The protocol specifies that every frame (message that passes between server and client, if you will) must end with a null character, which in code I refer to as '\0', both in Java and in C++.

However, when I transmit a frame over TCP via sockets, the null character simply does not show up, on either side. I am working with UTF-8 encoding, and tried switching to ASCII, didn't help.

What am I doing wrong?

+1  A: 

I'd recommend downloading Wireshark and monitoring the transmission to see if the problem is on the sending or the receiving end.

Spencer Ruport
A: 

Are you transmitting a buffer or a string? If you transmit a string, the null character will be terminating the string and won't be transmitted. Using a buffer, you can specify how many bytes you want to transmit and include the null character.

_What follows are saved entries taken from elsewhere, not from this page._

use super::{LogicError, SohlLogic};
use crate::modifier::ValueModifier;

/// Every node of a shared collection except the one being processed.
///
/// Built by [`with_siblings`], which splits the collection around the current
/// node, so a node can never reach itself through its siblings.
pub struct Siblings<'s, 'n> {
    before: &'s mut [&'n mut SohlLogic],
    after: &'s mut [&'n mut SohlLogic],
}

impl Siblings<'_, '_> {
    pub fn len(&self) -> usize {
        self.before.len() + self.after.len()
    }

    pub fn is_empty(&self) -> bool {
        self.len() == 0
    }

    pub fn iter(&self) -> impl Iterator<Item = &SohlLogic> {
        self.before
            .iter()
            .chain(self.after.iter())
            .map(|logic| &**logic)
    }

    pub fn iter_mut(&mut self) -> impl Iterator<Item = &mut SohlLogic> {
        self.before
            .iter_mut()
            .chain(self.after.iter_mut())
            .map(|logic| &mut **logic)
    }

    pub fn get(&self, id: &str) -> Option<&SohlLogic> {
        self.iter().find(|logic| logic.id() == id)
    }

    pub fn get_mut(&mut self, id: &str) -> Option<&mut SohlLogic> {
        self.iter_mut().find(|logic| logic.id() == id)
    }

    /// Siblings whose `type` is `logic_type`.
    pub fn of_type<'a>(&'a self, logic_type: &'a str) -> impl Iterator<Item = &'a SohlLogic> {
        self.iter()
            .filter(move |logic| logic.logic_type() == logic_type)
    }

    /// Reads a sibling's modifier without checking its phase.
    pub fn peek_modifier(&self, logic_id: &str, name: &str) -> Option<&ValueModifier> {
        self.get(logic_id)?.peek_modifier(name)
    }

    pub fn modifier_mut(&mut self, logic_id: &str, name: &str) -> Option<&mut ValueModifier> {
        self.get_mut(logic_id)?.modifier_mut(name)
    }
}

/// Calls `f` on each node in order, with every other node as its siblings.
pub fn with_siblings<F>(nodes: &mut [&mut SohlLogic], mut f: F) -> Result<(), LogicError>
where
    F: FnMut(&mut SohlLogic, &mut Siblings<'_, '_>) -> Result<(), LogicError>,
{
    for index in 0..nodes.len() {
        let (before, rest) = nodes.split_at_mut(index);
        if let Some((current, after)) = rest.split_first_mut() {
            let mut siblings = Siblings { before, after };
            f(current, &mut siblings)?;
        }
    }
    Ok(())
}
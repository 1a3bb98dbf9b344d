//! Computation core of the Song of Heroic Lands rules engine.
//!
//! `sohl-core` defines the modifier algebra, the class registry that rebuilds
//! persisted objects, the event/action/effect types and the logic tree with
//! its phased recompute pipeline. Everything here is synchronous and free of
//! I/O: the world clock, the id registry and the class registry are injected
//! through [`BuildContext`], and persistence is left to the host.
pub mod base;
pub mod config;
pub mod error;
pub mod event;
pub mod i18n;
pub mod logic;
pub mod modifier;
pub mod time;
pub mod utils;

pub use base::{
    BuildContext, ClassEntry, ClassMetadata, ClassRegistry, ClassTag, DocumentKind, DocumentRef,
    LogicFactory, ParentKind, ParentRef, RegistryError, SohlBase, SohlObject,
};
pub use config::SohlConfig;
pub use error::{ErrorSeverity, SohlError};
pub use event::{
    ActionClass, ActionKind, ActionScope, EventActivation, EventError, EventRepeat, EventTerm,
    SohlAction, SohlEffect, SohlEvent,
};
pub use i18n::{KeyFormatter, MessageFormatter};
pub use logic::{
    BasicLogic, CreateOutcome, CreateTarget, DeleteTarget, DocumentContext, LogicCore, LogicError,
    LogicPhase, LogicRules, PersistRequest, Siblings, SohlLogic, with_siblings,
};
pub use modifier::{
    BaseModifier, CustomFn, DeltaError, DeltaInfo, DeltaKey, DeltaValue, Disable, ModifierError,
    ValueDelta, ValueDeltaOperator, ValueModifier,
};
pub use time::{DurationValue, FixedClock, SohlTemporal, TemporalDirection, WorldClock, WorldTime};
pub use utils::{IdRegistry, Itr, SohlMap, merge_into, merge_object};
use crate::error::{ErrorSeverity, SohlError};

/// Failure to build an event, action or effect.
#[derive(Clone, Debug, PartialEq, thiserror::Error)]
pub enum EventError {
    #[error("events require a parent")]
    MissingParent,

    #[error("intrinsic action must have a function name")]
    MissingFunctionName,

    #[error("script action must have a script")]
    MissingScript,

    #[error("scheduled event {name:?} has no activation time")]
    MissingActivationTime { name: String },

    #[error("malformed event data: {0}")]
    Decode(String),
}

impl SohlError for EventError {
    fn severity(&self) -> ErrorSeverity {
        ErrorSeverity::Validation
    }

    fn error_code(&self) -> &'static str {
        match self {
            Self::MissingParent => "EVENT_MISSING_PARENT",
            Self::MissingFunctionName => "EVENT_MISSING_FUNCTION_NAME",
            Self::MissingScript => "EVENT_MISSING_SCRIPT",
            Self::MissingActivationTime { .. } => "EVENT_MISSING_ACTIVATION_TIME",
            Self::Decode(_) => "EVENT_DECODE",
        }
    }
}
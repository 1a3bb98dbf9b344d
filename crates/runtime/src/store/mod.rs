//! Host document persistence contract.
//!
//! The host owns documents; the runtime reads them, writes partial updates
//! (`{"logicObj": ...}`) and deletes them through a [`DocumentStore`].

mod memory;

pub use memory::InMemoryDocumentStore;

use async_trait::async_trait;
use serde::{Deserialize, Serialize};
use serde_json::{Value, json};
use sohl_core::DocumentRef;

use crate::error::HostError;

/// Field of a document's system data holding its persisted logic tree.
pub const LOGIC_OBJ: &str = "logicObj";

/// A host document as the runtime sees it.
#[derive(Clone, Debug, PartialEq, Serialize, Deserialize)]
pub struct HostDocument {
    pub reference: DocumentRef,
    pub name: String,
    /// Owning document, for items embedded in an actor.
    #[serde(default)]
    pub owner: Option<DocumentRef>,
    /// System data. The logic tree lives under [`LOGIC_OBJ`].
    #[serde(default)]
    pub system: Value,
}

impl HostDocument {
    pub fn new(reference: DocumentRef, name: impl Into<String>) -> Self {
        Self {
            reference,
            name: name.into(),
            owner: None,
            system: json!({}),
        }
    }

    pub fn with_owner(mut self, owner: DocumentRef) -> Self {
        self.owner = Some(owner);
        self
    }

    pub fn with_logic(mut self, logic_obj: Value) -> Self {
        if !self.system.is_object() {
            self.system = json!({});
        }
        if let Some(system) = self.system.as_object_mut() {
            system.insert(LOGIC_OBJ.to_string(), logic_obj);
        }
        self
    }

    /// The persisted logic tree, if any.
    pub fn logic_obj(&self) -> Option<&Value> {
        self.system
            .get(LOGIC_OBJ)
            .filter(|logic| logic.as_object().is_some_and(|object| !object.is_empty()))
    }
}

/// Persistence the host provides.
#[async_trait]
pub trait DocumentStore: Send + Sync {
    /// Load a document.
    async fn get(&self, document: &DocumentRef) -> Result<Option<HostDocument>, HostError>;

    /// Documents whose owner is `owner`, in creation order.
    async fn owned_by(&self, owner: &DocumentRef) -> Result<Vec<HostDocument>, HostError>;

    /// Store a new document.
    async fn create(&self, document: HostDocument) -> Result<(), HostError>;

    /// Deep-merge `patch` into a document's system data and return the result.
    async fn update(&self, document: &DocumentRef, patch: &Value)
    -> Result<HostDocument, HostError>;

    /// Delete a document and every document it owns. Returns whether it
    /// existed.
    async fn delete(&self, document: &DocumentRef) -> Result<bool, HostError>;
}
//! Host bridge for the Song of Heroic Lands computation core.
//!
//! The host owns documents and pushes world time; this crate turns host
//! documents into logic trees, drives their recompute cycle, persists
//! changes back and executes actions.
//!
//! Modules are organized by responsibility:
//! - [`store`] defines the async persistence contract the host implements
//! - [`session`] holds the registries and clock a session injects into the core
//! - [`data_model`] and [`actor`] adapt host documents and run the cycle
//! - [`persistence`] writes create/update/delete results back to the host
//! - [`dispatch`] executes intrinsic and script actions
//! - [`logging`] installs tracing subscribers
pub mod actor;
pub mod clock;
pub mod config;
pub mod data_model;
pub mod dispatch;
pub mod error;
pub mod logging;
pub mod persistence;
pub mod session;
pub mod store;

pub use actor::{SohlActor, SohlItem};
pub use clock::SharedWorldClock;
pub use config::RuntimeConfig;
pub use data_model::SohlDataModel;
pub use dispatch::{
    ActionCall, ActionDispatcher, DispatchOutcome, IntrinsicFunction, ScriptHost, ScriptRequest,
};
pub use error::{HostError, Result, RuntimeError};
pub use logging::{init_file_tracing, init_tracing};
pub use persistence::{create_logic, delete_logic, flush, sweep_expired_effects, update_logic};
pub use session::Session;
pub use store::{DocumentStore, HostDocument, InMemoryDocumentStore, LOGIC_OBJ};
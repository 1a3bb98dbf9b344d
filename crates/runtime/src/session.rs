//! Per-session state the core needs injected.

use sohl_content::{ContentFactory, LogicPack};
use sohl_core::{BuildContext, ClassRegistry, IdRegistry, WorldClock};

use crate::clock::SharedWorldClock;
use crate::config::RuntimeConfig;
use crate::error::{Result, RuntimeError};

/// Class registry, id registry and world clock of one host session.
///
/// Everything the core would otherwise keep as process-wide state lives here,
/// so two sessions never share ids or registrations.
pub struct Session {
    config: RuntimeConfig,
    registry: ClassRegistry,
    ids: IdRegistry,
    clock: SharedWorldClock,
}

impl Session {
    pub fn new(config: RuntimeConfig, registry: ClassRegistry) -> Self {
        let ids = IdRegistry::from_config(&config.sohl);
        Self {
            config,
            registry,
            ids,
            clock: SharedWorldClock::default(),
        }
    }

    /// Session with the default configuration and the built-in classes.
    pub fn with_defaults() -> Self {
        Self::new(RuntimeConfig::default(), ClassRegistry::with_defaults())
    }

    pub fn with_clock(mut self, clock: SharedWorldClock) -> Self {
        self.clock = clock;
        self
    }

    /// Borrows the session for a rebuild.
    pub fn context(&mut self) -> BuildContext<'_> {
        BuildContext::new(&self.registry, &mut self.ids, &self.clock)
    }

    /// Loads a logic pack from `factory`, checked against this session's
    /// registry.
    pub fn load_pack(&self, factory: &ContentFactory, pack: &str) -> Result<LogicPack> {
        factory
            .load_logic_pack(pack, &self.registry)
            .map_err(|e| RuntimeError::Content(format!("{e:#}")))
    }

    pub fn config(&self) -> &RuntimeConfig {
        &self.config
    }

    pub fn registry(&self) -> &ClassRegistry {
        &self.registry
    }

    /// Mutable registry, for registering game-rule classes at startup.
    pub fn registry_mut(&mut self) -> &mut ClassRegistry {
        &mut self.registry
    }

    pub fn ids(&self) -> &IdRegistry {
        &self.ids
    }

    /// Forgets every id claimed so far.
    pub fn reset_ids(&mut self) {
        self.ids.reset();
    }

    pub fn clock(&self) -> &SharedWorldClock {
        &self.clock
    }

    pub fn world_time(&self) -> sohl_core::WorldTime {
        self.clock.world_time()
    }
}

Of course, the problem can be both on the transmission and the receiving side.

schnaader
+2  A: 

Wether you are encoding text in ASCII or UTF-8, you convert your "letters" to a stream of bytes (byte encodings). You need to add a ZERO byte to the end of the message strings.

[Guessing] You may be using a high-level library with a method like "WriteLine(String line)" to send the data over the network. The documentation for that method with describe what bytes are actually sent, which typically includes the message text encoding in the current encoding (ASCII, UTF-8, etc) followed by a line termination sequence, which is typically either the byte 13, 10m or a combination of them ('\n', '\r\n').

Use the low-level Write() method or WriteBytes() method (depending on your libraries). Convert the text to ASCII or UTF-8, add the zero byte to the end, and send exactly what you want to send.

Bill
A: 

The first thing you need to do is use Wireshark (or something similar) as suggested by Spencer.

If it's a transmit-side issue, double check that you are encoding the message properly by adding appropriate diagnostic traces to your code.

If it's a receive-side issue, is there a way to set up the delimiting character on the receive socket? There might be a socket option that says whether to include or exclude the delimiting character. Maybe it's being transmitted properly, but the receive socket is stripping it off.

LeopardSkinPillBoxHat
A: 

You are in C++?

A newbie mistake is putting the NUL at the end of the string: "Foo!\x00".

Of course, the ting that writes the string treats that first NUL as the end of the string, and dos not transmit it. You need to white the nul character '\x00' explicitly as a character (with putChar or however c++ does it), not as part of a string.